▸ Task directions:
Your response should consist of every entry, unchanged.

┌─ Dataset entries

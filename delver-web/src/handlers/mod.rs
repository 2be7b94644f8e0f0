//! HTTP handlers

pub mod health;
pub mod research;
pub mod sessions;
pub mod types;

pub use health::health_check;
pub use research::{chat_completions, list_models};
pub use sessions::{
    delete_session, get_session, get_session_history, list_sessions, resume_session,
    rollback_session,
};

use axum::http::StatusCode;
use delver_core::DelverError;

/// Map a store or engine error onto an HTTP status
pub(crate) fn error_status(err: &DelverError) -> StatusCode {
    match err {
        DelverError::NotFound { .. } => StatusCode::NOT_FOUND,
        DelverError::Session { .. } => StatusCode::BAD_REQUEST,
        DelverError::Config { .. } => StatusCode::BAD_REQUEST,
        _ => StatusCode::INTERNAL_SERVER_ERROR,
    }
}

└─

▸ Answer box:
filename delver-web/src/handlers/mod.rs
repository 2be7b94644f8e0f0
//! HTTP handlers

pub mod health;
pub mod research;
pub mod sessions;
pub mod types;

pub use health::health_check;
pub use research::{chat_completions, list_models};
pub use sessions::{
    delete_session, get_session, get_session_history, list_sessions, resume_session,
    rollback_session,
};

use axum::http::StatusCode;
use delver_core::DelverError;

/// Map a store or engine error onto an HTTP status
pub(crate) fn error_status(err: &DelverError) -> StatusCode {
    match err {
        DelverError::NotFound { .. } => StatusCode::NOT_FOUND,
        DelverError::Session { .. } => StatusCode::BAD_REQUEST,
        DelverError::Config { .. } => StatusCode::BAD_REQUEST,
        _ => StatusCode::INTERNAL_SERVER_ERROR,
    }
}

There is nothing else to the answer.